Background: Angels show obvious signs of worms protuding out of their vent (I believe callamanus worms commonly found in Angels).

General Procedure: I was told the more water changes the better.

Day1: Do a 50% WC then after a few hours, 1st Dosage of 3 grams
Day 2: nothing
Day 3: nothing
Day 4: nothing
Day 5: 50% - 75% WC 
Day 6: 15% WC
Day 7: 15% WC
Day 8: 15% WC
Day 9: 15% WC
Day 10: 15% WC
Day 11: 15% WC
Day 12: 15% WC
Day 13: 15% WC
Day 14: Do a 50% WC then after a few hours, 2nd Dosage of 3 grams
Day 15-26: Repeat Days 2 - 13
Day 27: Do a 50% WC then after a few hours, 3rd Dosage of 3 grams
Day 28 - 39: Repeat Days 62 - 13

Levamisole HCL paralyzes the worms, which are expelled. This is why you have to vacuum the substrate to take the worms out.


----------



## GuppiesAndBetta (Jul 27, 2009)

Would striping down a tank and dipping everything in a mild bleach solution produce the same results?


----------



## Byronicle (Apr 18, 2009)

GuppiesAndBetta said:


> Would striping down a tank and dipping everything in a mild bleach solution produce the same results?


well no if your fish are contaminated the only way to get them out is to use the meds.

if all your fish died, then i would strip down the tank and bleach it


----------



## Cory (May 2, 2008)

Hey Byron, just thought I would suggest some alternatives to your method that have been proven to work in the past as I've got quite a bit of experience with the stuff. 

Firstly, do a 50% ~ change PRIOR to adding the levamisole. Wait a few hours after doing the change to give the fish a chance to settle down, then add the meds. You want the fish in fighting form when you add levamisole because it can be quite harsh and some fish can die. 

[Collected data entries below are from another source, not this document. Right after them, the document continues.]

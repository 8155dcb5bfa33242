use anyhow::Result;
use config::{Config, Environment, File};
use serde::{Deserialize, Serialize};

#[derive(Debug, Deserialize, Serialize, Clone)]
pub struct Settings {
    pub server: ServerConfig,
    pub database: DatabaseConfig,
    pub embedding: EmbeddingConfig,
    pub llm: LlmConfig,
    pub rag: RagConfig,
    pub queue: QueueConfig,
    pub storage: StorageConfig,
    pub prompts: PromptsConfig,
}

#[derive(Debug, Deserialize, Serialize, Clone)]
pub struct ServerConfig {
    pub host: String,
    pub port: u16,
}

#[derive(Debug, Deserialize, Serialize, Clone)]
pub struct DatabaseConfig {
    pub url: String,
    pub pool_max_size: u32,
    pub pool_timeout_seconds: u64,
}

#[derive(Debug, Deserialize, Serialize, Clone)]
pub struct EmbeddingConfig {
    pub base_url: String,
    pub model: String,
    pub dimension: usize,
}

#[derive(Debug, Deserialize, Serialize, Clone)]
pub struct LlmConfig {
    pub base_url: String,
    pub model: String,
    pub timeout_seconds: u64,
    pub max_tokens: usize,
}

#[derive(Debug, Deserialize, Serialize, Clone)]
pub struct RagConfig {
    #[serde(default = "default_top_k")]
    pub retrieval_top_k: usize,
    #[serde(default = "default_history_limit")]
    pub history_limit: i64,
    pub max_context_length: usize,
}

fn default_top_k() -> usize {
    4
}

fn default_history_limit() -> i64 {
    10
}

#[derive(Debug, Deserialize, Serialize, Clone)]
pub struct QueueConfig {
    pub channel: String,
    pub max_attempts: i32,
}

#[derive(Debug, Deserialize, Serialize, Clone)]
pub struct StorageConfig {
    pub upload_dir: String,
}

#[derive(Debug, Deserialize, Serialize, Clone)]
pub struct PromptsConfig {
    pub main_system_prompt: String,
}

impl Settings {
    pub fn load() -> Result<Self> {
        dotenvy::dotenv().ok();

        let config = Config::builder()
            .add_source(File::with_name("config/settings").required(true))
            .add_source(
                Environment::with_prefix("APP")
                    .separator("__")
                    .try_parsing(true),
            )
            .build()?;

        let settings: Settings = config.try_deserialize()?;
        Ok(settings)
    }
}
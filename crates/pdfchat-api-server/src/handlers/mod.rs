pub mod chat;
pub mod health;
pub mod ingest;
pub mod message;
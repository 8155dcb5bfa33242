use anyhow::Result;
use futures::StreamExt;
use pdfchat_core::jobs::JobNotification;
use tokio::sync::mpsc;
use tokio_postgres::AsyncMessage;
use tracing::{debug, error, info, warn};

use crate::config::DatabaseConfig;

/// Listens for queue notifications so idle consumers wake up immediately
/// instead of waiting out the poll interval. The queue itself is the durable
/// source of truth; losing a notification only delays pickup.
pub struct NotificationListener {
    config: DatabaseConfig,
    channel: String,
}

impl NotificationListener {
    pub fn new(config: DatabaseConfig, channel: String) -> Self {
        Self { config, channel }
    }

    /// Start listening on the configured channel; returns the receiving end.
    pub async fn start(&self) -> Result<mpsc::UnboundedReceiver<JobNotification>> {
        let (tx, rx) = mpsc::unbounded_channel();

        let config_url = self.config.url.clone();
        let channel_name = self.channel.clone();

        tokio::spawn(async move {
            info!("Connecting listener to database...");

            let connect_result =
                tokio_postgres::connect(&config_url, tokio_postgres::NoTls).await;

            match connect_result {
                Ok((client, mut connection)) => {
                    info!("Listener connected");

                    // Notifications arrive on the connection object, so it
                    // has to be polled alongside the LISTEN statement.
                    let mut stream =
                        futures::stream::poll_fn(move |cx| connection.poll_message(cx));

                    if let Err(e) = client
                        .execute(&format!("LISTEN {}", channel_name), &[])
                        .await
                    {
                        error!("Failed to execute LISTEN: {}", e);
                        return;
                    }

                    info!("Listening on channel: {}", channel_name);

                    loop {
                        match stream.next().await {
                            Some(Ok(AsyncMessage::Notification(notification))) => {
                                debug!("Received notification: {:?}", notification.payload());
                                match serde_json::from_str::<JobNotification>(
                                    notification.payload(),
                                ) {
                                    Ok(job_notification) => {
                                        if tx.send(job_notification).is_err() {
                                            warn!("Notification receiver dropped");
                                            break;
                                        }
                                    }
                                    Err(e) => {
                                        error!("Failed to parse notification payload: {}", e);
                                    }
                                }
                            }
                            Some(Ok(_)) => {}
                            Some(Err(e)) => {
                                error!("Listener connection error: {}", e);
                                break;
                            }
                            None => {
                                warn!("Listener connection stream ended");
                                break;
                            }
                        }
                    }
                }
                Err(e) => {
                    error!("Listener failed to connect: {}", e);
                }
            }

            error!("Listener connection closed");
        });

        Ok(rx)
    }
}
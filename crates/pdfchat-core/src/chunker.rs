use anyhow::{anyhow, Result};
use serde::{Deserialize, Serialize};
use text_splitter::{ChunkConfig, TextSplitter};
use tracing::debug;

#[derive(Debug, Clone)]
pub struct Chunk {
    pub index: usize,
    pub content: String,
    pub char_count: usize,
}

#[derive(Debug, Deserialize, Serialize, Clone, Copy, PartialEq)]
#[serde(rename_all = "lowercase")]
pub enum ChunkStrategy {
    Fixed,     // fixed-size character windows with overlap
    Recursive, // paragraph-first splitting
    Semantic,  // semantic splitting via text-splitter
}

impl Default for ChunkStrategy {
    fn default() -> Self {
        ChunkStrategy::Fixed
    }
}

pub struct TextChunker {
    chunk_size: usize,
    chunk_overlap: usize,
    strategy: ChunkStrategy,
}

impl TextChunker {
    pub fn new(chunk_size: usize, chunk_overlap: usize, strategy: ChunkStrategy) -> Self {
        Self {
            chunk_size,
            chunk_overlap,
            strategy,
        }
    }

    /// Split text into overlapping segments, ordered by index.
    pub fn chunk(&self, text: &str) -> Result<Vec<Chunk>> {
        if text.trim().is_empty() {
            return Ok(Vec::new());
        }

        debug!("Chunking text: {} chars", text.len());

        let chunks = match self.strategy {
            ChunkStrategy::Fixed => self.chunk_fixed(text),
            ChunkStrategy::Recursive => self.chunk_recursive(text),
            ChunkStrategy::Semantic => self.chunk_semantic(text)?,
        };

        debug!("Created {} chunks", chunks.len());

        Ok(chunks)
    }

    fn chunk_fixed(&self, text: &str) -> Vec<Chunk> {
        let chars: Vec<char> = text.chars().collect();
        let total_chars = chars.len();
        // Guard against a zero or negative step when overlap >= size.
        let step = self.chunk_size.saturating_sub(self.chunk_overlap).max(1);

        let mut chunks = Vec::new();
        let mut start = 0;
        let mut index = 0;

        while start < total_chars {
            let end = (start + self.chunk_size).min(total_chars);
            let content: String = chars[start..end].iter().collect();

            chunks.push(Chunk {
                index,
                content,
                char_count: end - start,
            });

            if end >= total_chars {
                break;
            }

            index += 1;
            start += step;
        }

        chunks
    }

    fn chunk_recursive(&self, text: &str) -> Vec<Chunk> {
        let paragraphs: Vec<&str> = text
            .split("\n\n")
            .filter(|p| !p.trim().is_empty())
            .collect();

        let mut chunks = Vec::new();
        let mut current_chunk = String::new();
        let mut index = 0;

        for para in paragraphs {
            if !current_chunk.is_empty() && current_chunk.len() + para.len() > self.chunk_size {
                chunks.push(Chunk {
                    index,
                    content: current_chunk.clone(),
                    char_count: current_chunk.len(),
                });

                index += 1;

                // Seed the next chunk with the tail of the previous one.
                let overlap_chars: String = current_chunk
                    .chars()
                    .rev()
                    .take(self.chunk_overlap)
                    .collect::<String>()
                    .chars()
                    .rev()
                    .collect();

                current_chunk = overlap_chars;
            }

            current_chunk.push_str(para);
            current_chunk.push_str("\n\n");
        }

        if !current_chunk.trim().is_empty() {
            chunks.push(Chunk {
                index,
                content: current_chunk.clone(),
                char_count: current_chunk.len(),
            });
        }

        chunks
    }

    fn chunk_semantic(&self, text: &str) -> Result<Vec<Chunk>> {
        let config = ChunkConfig::new(self.chunk_size)
            .with_overlap(self.chunk_overlap)
            .map_err(|e| anyhow!("Invalid chunk config: {}", e))?;
        let splitter = TextSplitter::new(config);

        let chunks = splitter
            .chunks(text)
            .enumerate()
            .map(|(i, content)| Chunk {
                index: i,
                content: content.to_string(),
                char_count: content.len(),
            })
            .collect();

        Ok(chunks)
    }
}
use chrono::{DateTime, Utc};
use serde::{Deserialize, Serialize};
use sqlx::FromRow;

#[derive(Debug, Clone, Copy, PartialEq, Eq, Serialize, Deserialize, sqlx::Type)]
#[sqlx(type_name = "message_role", rename_all = "lowercase")]
#[serde(rename_all = "lowercase")]
pub enum MessageRole {
    User,
    Assistant,
    System,
}

impl MessageRole {
    pub fn as_str(&self) -> &'static str {
        match self {
            Self::User => "user",
            Self::Assistant => "assistant",
            Self::System => "system",
        }
    }
}

#[derive(Debug, Clone, FromRow, Serialize, Deserialize)]
#[serde(rename_all = "camelCase")]
pub struct Chat {
    pub id: i32,
    pub name: String,
    pub created_at: DateTime<Utc>,
    pub updated_at: DateTime<Utc>,
}

#[derive(Debug, Clone, FromRow, Serialize, Deserialize)]
#[serde(rename_all = "camelCase")]
pub struct Message {
    pub id: i32,
    pub chat_id: i32,
    pub role: MessageRole,
    pub content: String,
    pub created_at: DateTime<Utc>,
}

#[derive(Debug, Clone, FromRow, Serialize, Deserialize)]
#[serde(rename_all = "camelCase")]
pub struct Document {
    pub id: i32,
    pub chat_id: i32,
    pub collection_name: String,
    pub file_name: String,
    pub mime_type: Option<String>,
    pub size_bytes: Option<i64>,
    pub created_at: DateTime<Utc>,
}

/// Full chat view returned by `GET /chat/{id}`. Both arrays are ordered by
/// created_at ascending, ties broken by id.
#[derive(Debug, Clone, Serialize, Deserialize)]
#[serde(rename_all = "camelCase")]
pub struct ChatDetail {
    pub id: i32,
    pub name: String,
    pub created_at: DateTime<Utc>,
    pub updated_at: DateTime<Utc>,
    pub messages: Vec<Message>,
    pub docs: Vec<Document>,
}

/// Queue payload for one ingestion unit. Serialized as camelCase JSON under
/// the `ingest-pdf` job name; carries everything a worker needs to process
/// the document independently of the original request.
#[derive(Debug, Clone, PartialEq, Serialize, Deserialize)]
#[serde(rename_all = "camelCase")]
pub struct IngestJob {
    pub file_path: String,
    pub chat_id: i32,
    pub document_id: i32,
    pub collection_name: String,
    pub file_name: String,
    pub mime_type: Option<String>,
    pub size_bytes: i64,
}

/// One frame of the newline-delimited answer stream.
#[derive(Debug, Clone, PartialEq, Serialize, Deserialize)]
#[serde(tag = "type", rename_all = "lowercase")]
pub enum StreamRecord {
    Token { text: String },
    Error { message: String },
    Done,
}

impl StreamRecord {
    pub fn to_ndjson(&self) -> String {
        let mut frame = serde_json::to_string(self)
            .unwrap_or_else(|_| r#"{"type":"error","message":"encoding failure"}"#.to_string());
        frame.push('\n');
        frame
    }
}
use crate::coalescer::Coalescer;
use crate::protocol::LineBuffer;
use futures::StreamExt;
use pdfchat_core::models::{ChatDetail, StreamRecord};
use std::time::Duration;
use tokio::sync::mpsc;
use tokio_util::sync::CancellationToken;
use tracing::{debug, warn};

/// Events delivered to the UI layer, in order, over one channel.
#[derive(Debug, Clone)]
pub enum ChatEvent {
    /// The server accepted the request; the stream is open.
    Opened,
    /// Coalesced token text flushed on the timer tick.
    Delta { text: String },
    /// The stream failed. `accepted` is whether the server had accepted the
    /// user message before the failure (stream opened = accepted).
    Failed { message: String, accepted: bool },
    /// Terminal done record observed.
    Done,
    /// Authoritative chat state fetched after done; replaces all local
    /// optimistic content.
    Reconciled { chat: ChatDetail },
}

#[derive(Debug, Clone)]
pub struct ClientConfig {
    pub base_url: String,
    /// Flush cadence for the pending-token buffer.
    pub flush_interval: Duration,
}

impl ClientConfig {
    pub fn new(base_url: impl Into<String>) -> Self {
        Self {
            base_url: base_url.into(),
            flush_interval: Duration::from_millis(60),
        }
    }
}

/// Consumes the streaming answer protocol. Holds at most one in-flight
/// stream; a new send or an explicit abort cancels the previous one,
/// releasing its network reader, and no flush fires after teardown.
pub struct ChatClient {
    http: reqwest::Client,
    config: ClientConfig,
    in_flight: Option<CancellationToken>,
}

impl ChatClient {
    pub fn new(config: ClientConfig) -> Self {
        Self {
            http: reqwest::Client::new(),
            config,
            in_flight: None,
        }
    }

    /// Abort the in-flight stream, if any.
    pub fn abort(&mut self) {
        if let Some(token) = self.in_flight.take() {
            token.cancel();
        }
    }

    /// Send a message and stream the answer back as [`ChatEvent`]s.
    pub fn send_message(
        &mut self,
        chat_id: i32,
        content: String,
        collection_name: String,
    ) -> mpsc::Receiver<ChatEvent> {
        self.abort();

        let token = CancellationToken::new();
        self.in_flight = Some(token.clone());

        let (tx, rx) = mpsc::channel(32);
        let http = self.http.clone();
        let config = self.config.clone();

        tokio::spawn(async move {
            run_stream(http, config, chat_id, content, collection_name, token, tx).await;
        });

        rx
    }

    /// Fetch the authoritative chat state.
    pub async fn fetch_chat(&self, chat_id: i32) -> Result<ChatDetail, reqwest::Error> {
        self.http
            .get(format!("{}/chat/{}", self.config.base_url, chat_id))
            .send()
            .await?
            .error_for_status()?
            .json::<ChatDetail>()
            .await
    }
}

async fn run_stream(
    http: reqwest::Client,
    config: ClientConfig,
    chat_id: i32,
    content: String,
    collection_name: String,
    token: CancellationToken,
    tx: mpsc::Sender<ChatEvent>,
) {
    let body = serde_json::json!({
        "chatId": chat_id,
        "content": content,
        "role": "user",
        "collectionName": collection_name,
    });

    let response = match http
        .post(format!("{}/message", config.base_url))
        .json(&body)
        .send()
        .await
    {
        Ok(response) if response.status().is_success() => response,
        Ok(response) => {
            let _ = tx
                .send(ChatEvent::Failed {
                    message: format!("Server rejected the message: {}", response.status()),
                    accepted: false,
                })
                .await;
            return;
        }
        Err(e) => {
            // The request never reached the server.
            let _ = tx
                .send(ChatEvent::Failed {
                    message: format!("Request failed: {}", e),
                    accepted: false,
                })
                .await;
            return;
        }
    };

    // Stream opened successfully: treat the user message as accepted.
    if tx.send(ChatEvent::Opened).await.is_err() {
        return;
    }

    let mut byte_stream = response.bytes_stream();
    let mut lines = LineBuffer::new();
    let mut coalescer = Coalescer::new();
    let mut flush_tick = tokio::time::interval(config.flush_interval);

    loop {
        tokio::select! {
            _ = token.cancelled() => {
                // Teardown: drop the reader, never flush after this point.
                debug!("Stream for chat {} cancelled", chat_id);
                return;
            }

            _ = flush_tick.tick() => {
                if let Some(text) = coalescer.take() {
                    if tx.send(ChatEvent::Delta { text }).await.is_err() {
                        return;
                    }
                }
            }

            chunk = byte_stream.next() => {
                match chunk {
                    Some(Ok(bytes)) => {
                        for line in lines.push(&bytes) {
                            match serde_json::from_str::<StreamRecord>(&line) {
                                Ok(StreamRecord::Token { text }) => {
                                    coalescer.push(&text);
                                }
                                Ok(StreamRecord::Error { message }) => {
                                    // Discard the partial answer, surface the
                                    // failure. Done still follows.
                                    coalescer.clear();
                                    let _ = tx.send(ChatEvent::Failed {
                                        message,
                                        accepted: true,
                                    }).await;
                                }
                                Ok(StreamRecord::Done) => {
                                    if let Some(text) = coalescer.take() {
                                        let _ = tx.send(ChatEvent::Delta { text }).await;
                                    }
                                    let _ = tx.send(ChatEvent::Done).await;
                                    reconcile(&http, &config, chat_id, &tx).await;
                                    return;
                                }
                                Err(e) => {
                                    warn!("Skipping malformed stream record: {}", e);
                                }
                            }
                        }
                    }
                    Some(Err(e)) => {
                        coalescer.clear();
                        let _ = tx.send(ChatEvent::Failed {
                            message: format!("Stream error: {}", e),
                            accepted: true,
                        }).await;
                        return;
                    }
                    None => {
                        // EOF without a done record
                        coalescer.clear();
                        let _ = tx.send(ChatEvent::Failed {
                            message: "Stream ended before done".to_string(),
                            accepted: true,
                        }).await;
                        return;
                    }
                }
            }
        }
    }
}

/// Re-fetch the durable chat state after done; the locally accumulated text
/// may have parsed differently than the server's final formatting.
async fn reconcile(
    http: &reqwest::Client,
    config: &ClientConfig,
    chat_id: i32,
    tx: &mpsc::Sender<ChatEvent>,
) {
    let result = async {
        http.get(format!("{}/chat/{}", config.base_url, chat_id))
            .send()
            .await?
            .error_for_status()?
            .json::<ChatDetail>()
            .await
    }
    .await;

    match result {
        Ok(chat) => {
            let _ = tx.send(ChatEvent::Reconciled { chat }).await;
        }
        Err(e) => {
            warn!("Reconciliation fetch failed for chat {}: {}", chat_id, e);
        }
    }
}
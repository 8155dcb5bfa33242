pub mod coalescer;
pub mod consumer;
pub mod protocol;
pub mod session;

pub use coalescer::Coalescer;
pub use consumer::{ChatClient, ChatEvent, ClientConfig};
pub use protocol::LineBuffer;
pub use session::{LocalId, LocalMessage, SessionState};
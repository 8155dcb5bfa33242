use anyhow::Result;
use config::{Config, Environment, File};
use pdfchat_core::chunker::ChunkStrategy;
use serde::{Deserialize, Serialize};

#[derive(Debug, Deserialize, Serialize, Clone)]
pub struct Settings {
    pub database: DatabaseConfig,
    pub embedding: EmbeddingConfig,
    pub chunking: ChunkingConfig,
    pub worker: WorkerConfig,
}

#[derive(Debug, Deserialize, Serialize, Clone)]
pub struct DatabaseConfig {
    pub url: String,
    pub pool_max_size: u32,
    pub pool_timeout_seconds: u64,
    pub listen_channel: String,
}

#[derive(Debug, Deserialize, Serialize, Clone)]
pub struct EmbeddingConfig {
    pub base_url: String,
    pub model: String,
    pub dimension: usize,
    #[serde(default = "default_batch_size")]
    pub batch_size: usize,
}

fn default_batch_size() -> usize {
    16
}

#[derive(Debug, Deserialize, Serialize, Clone)]
pub struct ChunkingConfig {
    #[serde(default = "default_chunk_size")]
    pub size: usize,
    #[serde(default = "default_chunk_overlap")]
    pub overlap: usize,
    #[serde(default)]
    pub strategy: ChunkStrategy,
}

fn default_chunk_size() -> usize {
    1000
}

fn default_chunk_overlap() -> usize {
    200
}

#[derive(Debug, Deserialize, Serialize, Clone)]
pub struct WorkerConfig {
    /// Concurrent job consumers. Tune against the embedding server's own
    /// concurrency limit before raising this.
    #[serde(default = "default_concurrency")]
    pub concurrency: usize,
    #[serde(default = "default_max_file_size_mb")]
    pub max_file_size_mb: u64,
    #[serde(default = "default_poll_interval")]
    pub poll_interval_seconds: u64,
    /// Jobs stuck in running longer than this are returned to pending.
    #[serde(default = "default_stale_after")]
    pub stale_after_seconds: i64,
    pub max_attempts: i32,
}

fn default_concurrency() -> usize {
    8
}

fn default_max_file_size_mb() -> u64 {
    100
}

fn default_poll_interval() -> u64 {
    5
}

fn default_stale_after() -> i64 {
    300
}

impl Settings {
    pub fn load() -> Result<Self> {
        dotenvy::dotenv().ok();

        let config = Config::builder()
            .add_source(File::with_name("config/settings").required(false))
            .add_source(
                Environment::with_prefix("APP")
                    .separator("__")
                    .try_parsing(true),
            )
            .build()?;

        let settings: Settings = config.try_deserialize()?;

        settings.validate()?;

        Ok(settings)
    }

    fn validate(&self) -> Result<()> {
        if self.worker.concurrency == 0 {
            anyhow::bail!("worker.concurrency must be at least 1");
        }

        if self.chunking.size == 0 {
            anyhow::bail!("chunking.size must be at least 1");
        }

        if self.chunking.overlap >= self.chunking.size {
            anyhow::bail!(
                "chunking.overlap ({}) must be smaller than chunking.size ({})",
                self.chunking.overlap,
                self.chunking.size
            );
        }

        Ok(())
    }
}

Once the levamisole is in, give it a couple days before you do the next water change. You want the fish to have time to fully metabolize the levamisole and for the medicine to work its way through the system. 2 - 3 days is usually good for this. Do the h20 change after this period to remove the dead worms. It is a common misconception that they are just paralyzed and then come back to life. Yes, the medicine does paralyze them, but once expelled they won't be able to come back alive and get back into your fish. Without the host they are dead, and their only means for infecting a host fish is in an earlier stage of their life cycle. They can't swim around and dive into a fish's belly. More than that, once deprived of the blood of their fish host, they die. You want to ensure that there has been time for the worms to be paralyzed AND expelled from your fish so that you can vacuum them up. The one concern that does exist is that cysts from dead worms may still be released and then re-infect your fish which is why you do the 2nd treatment 2 weeks later before any new infections would have had time to reach the infectious stage. 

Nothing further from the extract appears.